How to split a marketing budget that protects today and builds tomorrow

Most business owners in our sector still see marketing as a cost; a necessary evil to “keep the phone ringing.” That view breeds guesswork. One year you cling to what felt safe, the next you spray money at whatever looks new. A better way is to run your marketing budget as a portfolio: keep 70% on proven revenue drivers, put 20% into promising bets, and reserve 10% for genuine innovation. This comes from innovation portfolio management, where outperformers bias spend to the core while keeping room for adjacencies and transformational ideas. In practice it reduces risk, stops panic pivots, and creates a pipeline of the next thing while the current engine keeps paying the bills.

The 70% is your engine. In UK construction, most work is won through specification and trust. That means accurate product data that lives where specifiers work, credible CPD they actually attend, and dependable demand capture on search for the terms that trigger enquiries. If you keep NBS data current, run a serious CPD programme, and maintain SEO and paid search on high-intent queries, you protect margin and cash. This isn’t theory: NBS and RIBA continue to underline how high-quality product information and CPD influence specification and compliance, and NBS Source/Chorus is built to put manufacturer data in front of specifiers at the moment of choice. Safe does not mean static, though. Treat this 70% as a performance programme, not a museum piece. Tighten targeting, keep creative fresh, fix slow pages, and remove friction from forms. Small lifts at scale beat flashy experiments that never land.

The 20% is your “next” pipeline. Markets move. A rival upgrades their BIM objects; a sector marketplace starts to influence small works; QS teams shift conversations onto LinkedIn. You cannot wait for certainty, but you also cannot starve the core to chase hunches. Use this slice to run short, focused pilots where there is real signal. Define the audience, the message, the budget, the success test, and the decision date before you start. Staff these pilots with a small pod or outside help so your best operators stay on the 70%. When something clears its bar twice in a row, promote it into the core budget next quarter. When it misses twice, stop and bank the lesson. This “horizon-two” cadence is the discipline that turns curiosity into progress.

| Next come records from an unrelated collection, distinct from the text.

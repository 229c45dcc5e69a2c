use axum::body::Bytes;
use axum::extract::State;
use axum::routing::post;
use axum::{Json, Router};
use orchestration::QuestionReadyPayload;
use results_store::QuestionResult;
use serde::{Deserialize, Serialize, de::DeserializeOwned};
use serde_json::Value;

use crate::error::{Result, ServerError};
use crate::state::AppState;

#[derive(Serialize)]
pub struct AckResponse {
    status: &'static str,
}

fn ack() -> Json<AckResponse> {
    Json(AckResponse { status: "ok" })
}

/// Shared decode step for every webhook route (spec §4.8a/b): accept
/// either invocation shape, then require the event-specific fields
/// before parsing into a typed payload.
fn decode_and_parse<T: DeserializeOwned>(body: &Bytes, required_fields: &[&str]) -> Result<T> {
    let decoded = envelope::decode_body(body)?;
    envelope::require_fields(&decoded.payload, required_fields)?;
    serde_json::from_value(decoded.payload)
        .map_err(|e| ServerError::Envelope(envelope::EnvelopeError::MalformedEnvelope(e.to_string())))
}

pub fn router() -> Router<AppState> {
    Router::new()
        .route("/webhooks/student-submission", post(student_submission))
        .route("/webhooks/audio-conversion-done", post(audio_conversion_done))
        .route("/webhooks/transcription-done", post(transcription_done))
        .route(
            "/webhooks/question-analysis-ready",
            post(question_analysis_ready),
        )
        .route("/webhooks/pronunciation-done", post(stage_done))
        .route("/webhooks/grammar-done", post(stage_done))
        .route("/webhooks/lexical-done", post(stage_done))
        .route("/webhooks/vocabulary-done", post(stage_done))
        .route("/webhooks/fluency-done", post(stage_done))
        .route("/webhooks/analysis-complete", post(analysis_complete))
        .route(
            "/webhooks/submission-analysis-complete",
            post(submission_analysis_complete),
        )
}

#[derive(Deserialize)]
struct StudentSubmissionEvent {
    submission_url: String,
    question_number: u32,
    audio_url: String,
}

/// Consumes one `STUDENT_SUBMISSION` event (one per audio URL, already
/// split by `/submit`) and kicks off audio conversion and transcription
/// in parallel by calling the two external collaborators directly,
/// rather than re-publishing two more broker topics (spec §4.8: "two
/// publishes, or two direct calls").
async fn student_submission(State(state): State<AppState>, body: Bytes) -> Result<Json<AckResponse>> {
    let event: StudentSubmissionEvent =
        decode_and_parse(&body, &["submission_url", "question_number", "audio_url"])?;

    tokio::join!(
        state
            .audio_transcoder
            .submit(&event.submission_url, event.question_number, &event.audio_url),
        state
            .speech_to_text
            .submit(&event.submission_url, event.question_number, &event.audio_url),
    );

    Ok(ack())
}

#[derive(Deserialize)]
struct AudioConversionDoneEvent {
    submission_url: String,
    question_number: u32,
    total_questions: u32,
    wav_path: String,
    session_id: String,
    audio_duration: f64,
    #[serde(default)]
    error: Option<String>,
}

async fn audio_conversion_done(State(state): State<AppState>, body: Bytes) -> Result<Json<AckResponse>> {
    let event: AudioConversionDoneEvent = decode_and_parse(
        &body,
        &[
            "submission_url",
            "question_number",
            "total_questions",
            "wav_path",
            "session_id",
            "audio_duration",
        ],
    )?;

    if event.error.is_none() {
        let registered = state
            .file_sessions
            .register(
                event.session_id.clone(),
                event.wav_path.clone(),
                std::collections::HashSet::from(["pronunciation".to_string()]),
                None,
            )
            .await;
        if let Err(err) = registered {
            tracing::warn!(session_id = %event.session_id, error = %err, "file_session_register_failed");
        }
    }

    state
        .coordinator
        .on_audio_ready(
            &event.submission_url,
            event.question_number,
            event.total_questions,
            event.session_id,
            event.wav_path,
            event.audio_duration,
            event.error,
        )
        .await;

    Ok(ack())
}

#[derive(Deserialize)]
struct TranscriptionDoneEvent {
    submission_url: String,
    question_number: u32,
    total_questions: u32,
    transcript: String,
    #[serde(default)]
    word_details: Value,
    #[serde(default)]
    error: Option<String>,
}

async fn transcription_done(State(state): State<AppState>, body: Bytes) -> Result<Json<AckResponse>> {
    let event: TranscriptionDoneEvent = decode_and_parse(
        &body,
        &["submission_url", "question_number", "total_questions", "transcript"],
    )?;

    state
        .coordinator
        .on_transcript_ready(
            &event.submission_url,
            event.question_number,
            event.total_questions,
            event.transcript,
            event.word_details,
            event.error,
        )
        .await;

    Ok(ack())
}

#[derive(Deserialize)]
struct QuestionAnalysisReadyEvent {
    submission_url: String,
    question_number: u32,
    total_questions: u32,
    session_id: String,
    wav_path: String,
    audio_duration: f64,
    transcript: String,
    #[serde(default)]
    word_details: Value,
    #[serde(default)]
    error: Option<String>,
}

async fn question_analysis_ready(State(state): State<AppState>, body: Bytes) -> Result<Json<AckResponse>> {
    let event: QuestionAnalysisReadyEvent = decode_and_parse(
        &body,
        &[
            "submission_url",
            "question_number",
            "total_questions",
            "session_id",
            "wav_path",
            "audio_duration",
            "transcript",
        ],
    )?;

    state.orchestrator.on_analysis_ready(QuestionReadyPayload {
        submission_key: event.submission_url,
        question_number: event.question_number,
        total_questions: event.total_questions,
        session_id: event.session_id,
        wav_path: event.wav_path,
        audio_duration: event.audio_duration,
        transcript: event.transcript,
        word_details: event.word_details,
        error: event.error,
    });

    Ok(ack())
}

#[derive(Deserialize)]
struct StageDoneEvent {
    submission_url: String,
    question_number: u32,
    #[serde(default)]
    result: Value,
}

/// Pure observability: the orchestrator already sequences pronunciation
/// before fluency in-process (spec §4.6), so these routes do not drive
/// any state transition — they only make each stage's completion
/// visible in logs, matching spec §6's "observability and fluency
/// gating" note.
async fn stage_done(State(_state): State<AppState>, body: Bytes) -> Result<Json<AckResponse>> {
    let event: StageDoneEvent = decode_and_parse(&body, &["submission_url", "question_number"])?;
    tracing::info!(
        submission_url = %event.submission_url,
        question_number = event.question_number,
        result = %event.result,
        "analysis_stage_done"
    );
    Ok(ack())
}

#[derive(Deserialize)]
struct AnalysisCompleteEvent {
    submission_url: String,
    question_number: u32,
    total_questions: u32,
    result: QuestionResult,
}

async fn analysis_complete(State(state): State<AppState>, body: Bytes) -> Result<Json<AckResponse>> {
    let event: AnalysisCompleteEvent = decode_and_parse(
        &body,
        &["submission_url", "question_number", "total_questions", "result"],
    )?;

    state
        .aggregator
        .on_analysis_complete(
            &event.submission_url,
            event.question_number,
            event.total_questions,
            event.result,
        )
        .await;

    Ok(ack())
}

#[derive(Deserialize)]
struct SubmissionAnalysisCompleteEvent {
    submission_url: String,
    total_questions: u32,
}

/// Terminal event; no-ops beyond logging (spec §6).
async fn submission_analysis_complete(State(_state): State<AppState>, body: Bytes) -> Result<Json<AckResponse>> {
    let event: SubmissionAnalysisCompleteEvent =
        decode_and_parse(&body, &["submission_url", "total_questions"])?;
    tracing::info!(
        submission_url = %event.submission_url,
        total_questions = event.total_questions,
        "submission_analysis_complete"
    );
    Ok(ack())
}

The 10% funds the frontier. This is where step-change lives: an independent, measured on-site trial that proves running costs and performance; a RIBA-accredited CPD series fronted by engineers rather than salespeople; a plain-English cost-to-run calculator that a sceptical QS will actually use. Most of these shots will not pay back in the quarter. One might reframe how buyers see you and reset willingness to specify. Ring-fence this money, work in short cycles, and judge success by what you learn and where it opens doors. Outperformers keep a small, protected slice for these transformational bets because one win here can outweigh a dozen incremental tweaks.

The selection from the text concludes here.